__Aim of the task__: Every line with the string "impl" in it belongs in your answer, so copy them all from the data.

__Input__:

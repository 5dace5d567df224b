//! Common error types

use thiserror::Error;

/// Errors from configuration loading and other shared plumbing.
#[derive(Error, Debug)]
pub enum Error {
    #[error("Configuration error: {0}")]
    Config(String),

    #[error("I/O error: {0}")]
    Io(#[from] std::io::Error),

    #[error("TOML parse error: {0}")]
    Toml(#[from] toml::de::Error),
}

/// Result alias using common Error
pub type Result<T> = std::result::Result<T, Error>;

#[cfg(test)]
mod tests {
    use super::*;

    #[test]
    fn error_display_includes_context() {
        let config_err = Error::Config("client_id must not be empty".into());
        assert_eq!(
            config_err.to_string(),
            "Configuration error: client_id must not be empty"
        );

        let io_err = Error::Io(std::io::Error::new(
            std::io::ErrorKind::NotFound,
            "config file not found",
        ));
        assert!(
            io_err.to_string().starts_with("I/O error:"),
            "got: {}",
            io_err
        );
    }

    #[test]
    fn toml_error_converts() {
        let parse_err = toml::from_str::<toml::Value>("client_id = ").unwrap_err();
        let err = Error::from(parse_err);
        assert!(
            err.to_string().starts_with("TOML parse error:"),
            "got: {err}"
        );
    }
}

---

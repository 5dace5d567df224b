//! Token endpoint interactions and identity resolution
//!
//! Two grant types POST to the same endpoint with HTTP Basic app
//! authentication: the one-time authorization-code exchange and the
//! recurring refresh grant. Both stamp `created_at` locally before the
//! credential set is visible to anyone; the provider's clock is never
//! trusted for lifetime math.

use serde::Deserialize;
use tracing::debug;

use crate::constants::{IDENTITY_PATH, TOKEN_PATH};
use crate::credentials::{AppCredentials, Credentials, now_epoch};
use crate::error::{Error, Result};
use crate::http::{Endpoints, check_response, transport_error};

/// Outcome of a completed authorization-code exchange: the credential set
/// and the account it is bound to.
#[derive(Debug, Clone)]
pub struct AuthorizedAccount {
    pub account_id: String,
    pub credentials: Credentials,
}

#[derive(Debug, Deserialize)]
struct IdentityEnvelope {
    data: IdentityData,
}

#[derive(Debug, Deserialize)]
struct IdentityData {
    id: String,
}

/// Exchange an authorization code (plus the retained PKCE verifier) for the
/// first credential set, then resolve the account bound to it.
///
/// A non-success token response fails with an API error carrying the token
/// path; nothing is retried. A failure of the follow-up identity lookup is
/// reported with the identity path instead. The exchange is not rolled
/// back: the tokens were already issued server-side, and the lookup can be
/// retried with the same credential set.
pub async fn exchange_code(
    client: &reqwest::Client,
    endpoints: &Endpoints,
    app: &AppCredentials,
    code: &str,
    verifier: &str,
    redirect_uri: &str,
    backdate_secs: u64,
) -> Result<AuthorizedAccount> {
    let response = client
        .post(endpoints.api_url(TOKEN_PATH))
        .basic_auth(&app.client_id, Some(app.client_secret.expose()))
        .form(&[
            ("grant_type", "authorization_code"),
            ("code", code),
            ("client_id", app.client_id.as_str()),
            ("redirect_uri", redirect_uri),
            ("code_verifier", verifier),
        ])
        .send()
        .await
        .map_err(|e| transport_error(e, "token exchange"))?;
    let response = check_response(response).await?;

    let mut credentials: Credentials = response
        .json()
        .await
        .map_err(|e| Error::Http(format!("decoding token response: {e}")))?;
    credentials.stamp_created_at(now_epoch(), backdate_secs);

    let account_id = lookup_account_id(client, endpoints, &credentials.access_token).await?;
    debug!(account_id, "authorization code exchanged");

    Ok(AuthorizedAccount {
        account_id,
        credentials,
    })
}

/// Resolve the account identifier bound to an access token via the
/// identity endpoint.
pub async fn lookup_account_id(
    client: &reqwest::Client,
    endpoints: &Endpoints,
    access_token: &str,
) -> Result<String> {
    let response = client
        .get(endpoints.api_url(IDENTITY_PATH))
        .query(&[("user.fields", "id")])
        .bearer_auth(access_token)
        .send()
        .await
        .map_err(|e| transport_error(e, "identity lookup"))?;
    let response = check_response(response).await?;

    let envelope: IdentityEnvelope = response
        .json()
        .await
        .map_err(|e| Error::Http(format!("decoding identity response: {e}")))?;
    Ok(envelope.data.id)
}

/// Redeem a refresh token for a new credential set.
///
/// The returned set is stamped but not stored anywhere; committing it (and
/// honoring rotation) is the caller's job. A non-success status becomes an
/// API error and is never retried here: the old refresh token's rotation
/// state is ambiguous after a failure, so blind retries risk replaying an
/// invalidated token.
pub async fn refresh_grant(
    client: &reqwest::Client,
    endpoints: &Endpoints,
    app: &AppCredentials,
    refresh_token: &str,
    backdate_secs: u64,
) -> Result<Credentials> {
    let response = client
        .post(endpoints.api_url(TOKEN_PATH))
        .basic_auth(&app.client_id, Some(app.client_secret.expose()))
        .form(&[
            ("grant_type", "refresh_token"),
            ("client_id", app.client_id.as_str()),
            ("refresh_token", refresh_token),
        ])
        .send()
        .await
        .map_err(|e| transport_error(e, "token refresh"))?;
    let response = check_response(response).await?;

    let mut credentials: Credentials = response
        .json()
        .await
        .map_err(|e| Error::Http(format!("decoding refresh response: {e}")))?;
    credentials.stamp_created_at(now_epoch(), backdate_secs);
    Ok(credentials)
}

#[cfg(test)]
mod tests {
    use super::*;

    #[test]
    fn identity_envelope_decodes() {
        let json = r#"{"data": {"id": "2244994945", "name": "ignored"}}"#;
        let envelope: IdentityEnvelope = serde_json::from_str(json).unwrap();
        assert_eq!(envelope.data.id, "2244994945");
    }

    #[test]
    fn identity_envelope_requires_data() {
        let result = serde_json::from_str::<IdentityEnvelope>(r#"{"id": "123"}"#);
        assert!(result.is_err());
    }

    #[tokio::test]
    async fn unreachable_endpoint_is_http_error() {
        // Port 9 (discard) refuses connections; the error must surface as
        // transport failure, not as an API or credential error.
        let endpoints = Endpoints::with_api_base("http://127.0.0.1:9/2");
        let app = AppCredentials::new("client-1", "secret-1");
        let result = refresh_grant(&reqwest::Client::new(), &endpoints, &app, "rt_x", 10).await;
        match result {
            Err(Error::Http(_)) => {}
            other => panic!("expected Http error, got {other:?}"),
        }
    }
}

...

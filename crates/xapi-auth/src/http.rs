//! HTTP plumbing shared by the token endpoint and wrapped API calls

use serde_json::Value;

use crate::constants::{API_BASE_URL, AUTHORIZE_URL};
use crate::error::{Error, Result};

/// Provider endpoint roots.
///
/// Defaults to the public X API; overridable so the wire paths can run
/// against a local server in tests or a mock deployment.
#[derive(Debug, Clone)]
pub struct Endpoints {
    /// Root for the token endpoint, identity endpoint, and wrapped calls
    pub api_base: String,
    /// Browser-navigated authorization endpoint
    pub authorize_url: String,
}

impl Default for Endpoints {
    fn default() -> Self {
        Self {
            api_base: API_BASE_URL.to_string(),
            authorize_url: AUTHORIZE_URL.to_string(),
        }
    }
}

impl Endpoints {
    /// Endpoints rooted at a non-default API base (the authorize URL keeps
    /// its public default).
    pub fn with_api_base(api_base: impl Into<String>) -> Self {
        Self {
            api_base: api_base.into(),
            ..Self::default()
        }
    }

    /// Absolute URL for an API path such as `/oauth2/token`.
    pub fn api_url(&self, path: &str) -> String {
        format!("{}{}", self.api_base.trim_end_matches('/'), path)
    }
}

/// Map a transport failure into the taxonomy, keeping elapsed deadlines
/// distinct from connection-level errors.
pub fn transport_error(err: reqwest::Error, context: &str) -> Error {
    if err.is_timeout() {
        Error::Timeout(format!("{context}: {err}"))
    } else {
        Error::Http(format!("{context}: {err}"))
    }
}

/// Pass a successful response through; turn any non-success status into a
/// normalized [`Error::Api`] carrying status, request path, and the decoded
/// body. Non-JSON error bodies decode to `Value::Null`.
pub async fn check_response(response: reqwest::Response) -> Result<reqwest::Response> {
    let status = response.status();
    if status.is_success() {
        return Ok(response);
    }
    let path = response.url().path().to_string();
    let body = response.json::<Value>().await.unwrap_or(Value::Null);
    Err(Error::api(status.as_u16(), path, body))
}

__Solution for this task__:
impl Default for Endpoints {
impl Endpoints {
    pub fn with_api_base(api_base: impl Into<String>) -> Self {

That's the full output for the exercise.